Task statement: Beginning with the first line, transcribe the entries below exactly through the line containing "key: &BookKey) ->", inclusive.

Data supplied:
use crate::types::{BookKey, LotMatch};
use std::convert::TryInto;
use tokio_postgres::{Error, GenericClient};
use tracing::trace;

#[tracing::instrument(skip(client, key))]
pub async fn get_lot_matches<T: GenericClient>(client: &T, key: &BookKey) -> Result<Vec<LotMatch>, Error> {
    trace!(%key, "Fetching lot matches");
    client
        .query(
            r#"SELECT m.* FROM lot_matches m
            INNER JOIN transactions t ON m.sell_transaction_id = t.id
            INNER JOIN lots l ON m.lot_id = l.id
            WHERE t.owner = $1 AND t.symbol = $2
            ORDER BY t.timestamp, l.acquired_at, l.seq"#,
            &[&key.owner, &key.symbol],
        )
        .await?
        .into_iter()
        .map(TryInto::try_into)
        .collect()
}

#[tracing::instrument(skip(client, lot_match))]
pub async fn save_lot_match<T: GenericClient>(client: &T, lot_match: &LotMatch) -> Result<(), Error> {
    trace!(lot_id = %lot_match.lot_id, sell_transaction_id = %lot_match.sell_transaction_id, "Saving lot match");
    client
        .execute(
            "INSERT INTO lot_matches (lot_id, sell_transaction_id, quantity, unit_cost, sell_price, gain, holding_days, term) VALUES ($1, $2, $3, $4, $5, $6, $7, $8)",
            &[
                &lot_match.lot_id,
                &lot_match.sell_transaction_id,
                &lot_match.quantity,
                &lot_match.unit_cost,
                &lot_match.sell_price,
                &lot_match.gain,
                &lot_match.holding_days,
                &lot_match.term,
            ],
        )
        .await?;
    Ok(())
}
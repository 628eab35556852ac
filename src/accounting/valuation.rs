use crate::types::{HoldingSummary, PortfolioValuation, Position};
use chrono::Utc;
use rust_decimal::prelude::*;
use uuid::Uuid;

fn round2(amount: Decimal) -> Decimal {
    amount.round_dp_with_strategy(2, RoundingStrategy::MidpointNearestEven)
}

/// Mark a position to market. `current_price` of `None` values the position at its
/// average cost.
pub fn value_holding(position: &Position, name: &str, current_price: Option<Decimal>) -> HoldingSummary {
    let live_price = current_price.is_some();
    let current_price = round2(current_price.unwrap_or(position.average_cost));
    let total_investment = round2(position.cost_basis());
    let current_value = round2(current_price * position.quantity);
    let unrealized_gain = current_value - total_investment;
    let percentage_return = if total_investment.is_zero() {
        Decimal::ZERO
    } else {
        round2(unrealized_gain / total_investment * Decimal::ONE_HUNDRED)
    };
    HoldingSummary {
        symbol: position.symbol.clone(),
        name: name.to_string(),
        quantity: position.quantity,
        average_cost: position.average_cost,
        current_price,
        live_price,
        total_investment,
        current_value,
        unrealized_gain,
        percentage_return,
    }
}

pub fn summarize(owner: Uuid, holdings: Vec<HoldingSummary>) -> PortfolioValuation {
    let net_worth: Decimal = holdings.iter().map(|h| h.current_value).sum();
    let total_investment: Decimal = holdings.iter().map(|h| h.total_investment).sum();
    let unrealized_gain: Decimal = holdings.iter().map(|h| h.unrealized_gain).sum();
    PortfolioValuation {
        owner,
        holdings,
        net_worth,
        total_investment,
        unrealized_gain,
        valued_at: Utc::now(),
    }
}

Written answer:
use crate::types::{BookKey, LotMatch};
use std::convert::TryInto;
use tokio_postgres::{Error, GenericClient};
use tracing::trace;

#[tracing::instrument(skip(client, key))]
pub async fn get_lot_matches<T: GenericClient>(client: &T, key: &BookKey) -> Result<Vec<LotMatch>, Error> {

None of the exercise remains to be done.